- Born: 1963 (age 62–63)
- Education: Duke University, Biology (B.S.) Boston University, Philosophical Theology (M.T.S.) Duke University, Religion (Ph.D.)
- Occupations: American Scholar, Author and Professor
- Years active: 1997 - Present
- Notable work: American Pragmatism: A Religious Genealogy
- Website: https://affecognitive.wordpress.com

= M. Gail Hamner =

American scholar

M. Gail Hamner (born 1963) is an American scholar, author, and a professor at Syracuse University. Hamner is a professor of religion, while also an affiliate in the Faculty of Women and Gender Studies and Film and Screen Studies. She is the author of American Pragmatism: A Religious Genealogy.

== Education ==
Hamner attended Duke University, where in 1985 she received her undergraduate Bachelor of Science in biology. She then went on to complete her Masters of Philosophical Theology at Boston University School of Theology in 1989 and her Ph.D. in religion in 1997 at Duke University.

== Career ==
Hamner worked as a lecturer for the Department of Religion at Duke University from 1997–1998 before becoming an assistant professor for the Department of Religion at Syracuse University until 2005. Hamner became an associate professor of religion in 2005 before becoming a full professor at Syracuse University in 2013. In 2008, she became affiliated with the faculty of Women and Gender Studies at Syracuse University.

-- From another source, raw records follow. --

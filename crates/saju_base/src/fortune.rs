//! Fortune scores for wealth, career, love and health.
//!
//! Each domain score starts at 50 and gains half the combined share of
//! its two governing elements. Health instead penalizes imbalance: the
//! further the element shares spread from an even 20% each, the lower
//! the score. All scores are clamped to 40..=100, then rounded.

use serde::Serialize;
use tracing::debug;

use crate::element::Element;
use crate::element_analysis::ElementDistribution;

const SCORE_MIN: f64 = 40.0;
const SCORE_MAX: f64 = 100.0;
const DOMAIN_BASE: f64 = 50.0;
/// Even share of each element (100% / 5).
const TARGET_SHARE: f64 = 20.0;
const HEALTH_SPREAD_PENALTY: f64 = 3.0;

/// Letter grade of a fortune score.
#[derive(Debug, Clone, Copy, PartialEq, Eq, PartialOrd, Ord, Hash, Serialize)]
pub enum Grade {
    S,
    A,
    B,
    C,
}

impl Grade {
    pub const fn from_score(score: u8) -> Self {
        match score {
            90.. => Self::S,
            75..=89 => Self::A,
            60..=74 => Self::B,
            _ => Self::C,
        }
    }

    pub const fn letter(self) -> char {
        match self {
            Self::S => 'S',
            Self::A => 'A',
            Self::B => 'B',
            Self::C => 'C',
        }
    }
}

/// A score in 40..=100 with its grade.
#[derive(Debug, Clone, Copy, PartialEq, Eq, Hash, Serialize)]
pub struct FortuneField {
    pub score: u8,
    pub grade: Grade,
}

impl FortuneField {
    /// Clamp a raw score to 40..=100, round half up, and grade it.
    pub fn from_raw(raw: f64) -> Self {
        // Clamped value is positive, so round() is round-half-up.
        let score = raw.clamp(SCORE_MIN, SCORE_MAX).round() as u8;
        Self {
            score,
            grade: Grade::from_score(score),
        }
    }
}

/// Scores for the four fortune domains.
#[derive(Debug, Clone, Copy, PartialEq, Eq, Hash, Serialize)]
pub struct Fortune {
    pub wealth: FortuneField,
    pub career: FortuneField,
    pub love: FortuneField,
    pub health: FortuneField,
}

/// Element shares in percent (0..=100). They need not sum to exactly 100.
#[derive(Debug, Clone, Copy, PartialEq, Default, Serialize)]
pub struct ElementPercentages {
    pub wood: f64,
    pub fire: f64,
    pub earth: f64,
    pub metal: f64,
    pub water: f64,
}

impl ElementPercentages {
    pub fn from_distribution(distribution: &ElementDistribution) -> Self {
        Self {
            wood: distribution.percentage(Element::Wood),
            fire: distribution.percentage(Element::Fire),
            earth: distribution.percentage(Element::Earth),
            metal: distribution.percentage(Element::Metal),
            water: distribution.percentage(Element::Water),
        }
    }

    pub const fn as_array(&self) -> [f64; 5] {
        [self.wood, self.fire, self.earth, self.metal, self.water]
    }

    /// Mean squared deviation of the shares from an even 20% split.
    pub fn spread_variance(&self) -> f64 {
        let shares = self.as_array();
        shares
            .iter()
            .map(|p| (p - TARGET_SHARE).powi(2))
            .sum::<f64>()
            / shares.len() as f64
    }
}

/// Score the four fortune domains from element shares.
pub fn score_fortune(p: &ElementPercentages) -> Fortune {
    let wealth = DOMAIN_BASE + (p.earth + p.metal) / 2.0;
    let career = DOMAIN_BASE + (p.wood + p.fire) / 2.0;
    let love = DOMAIN_BASE + (p.water + p.wood) / 2.0;
    let health = SCORE_MAX - HEALTH_SPREAD_PENALTY * p.spread_variance().sqrt();
    debug!(wealth, career, love, health, "raw fortune scores");
    Fortune {
        wealth: FortuneField::from_raw(wealth),
        career: FortuneField::from_raw(career),
        love: FortuneField::from_raw(love),
        health: FortuneField::from_raw(health),
    }
}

As of 2015, she is affiliated with the faculty of Film and Screen Studies.

Since 2014 Hamner has been the co-chair of the American Academy of Religion (AAR) in the field of "Religion and Media Workshop" She is a member of The International Merleau-Ponty Circle, which focuses on the theory of philosophy.

== Books and publications ==
Hamner published her first book, American Pragmatism: A Religious Genealogy, in 2003 arguing about the uniqueness of pragmatism in America in relation to theology. The book garnered reviews in academic journals including The Journal of Religion, Transactions of the Charles S. Peirce Society, Journal of the American Academy of Religion, and Choice.

In 2012, Hamner published her second book, Imaging Religion in Film: The Politics of Nostalgia, where she examines the ethico-political dimensions of religion and film which was reviewed in the journal Anglican and Episcopal History. and is currently in the process of writing her third book, Public Affect: The Affective Dynamics of Religion in our Global 'public sphere' as felt through the Sci-Fi Feminine. Her most noted publication is Akira Kurosawa: "What is a Thing?"; Posing the Religious in Dress Uzala.

== Controversy ==
In 2016, Hamner faced backlash for not playing an Israeli film in front of her students and colleagues at a conference for "The Place of Religion in Film." Due to ongoing issues in the Middle East and BDS movements in Syracuse, Hamner emailed filmmaker Shimon Dotan about her reluctance to show his documentary, "The Settlers", due to certain groups boycotting Israel at Syracuse University. She issued a public apology through the Syracuse University following the controversy.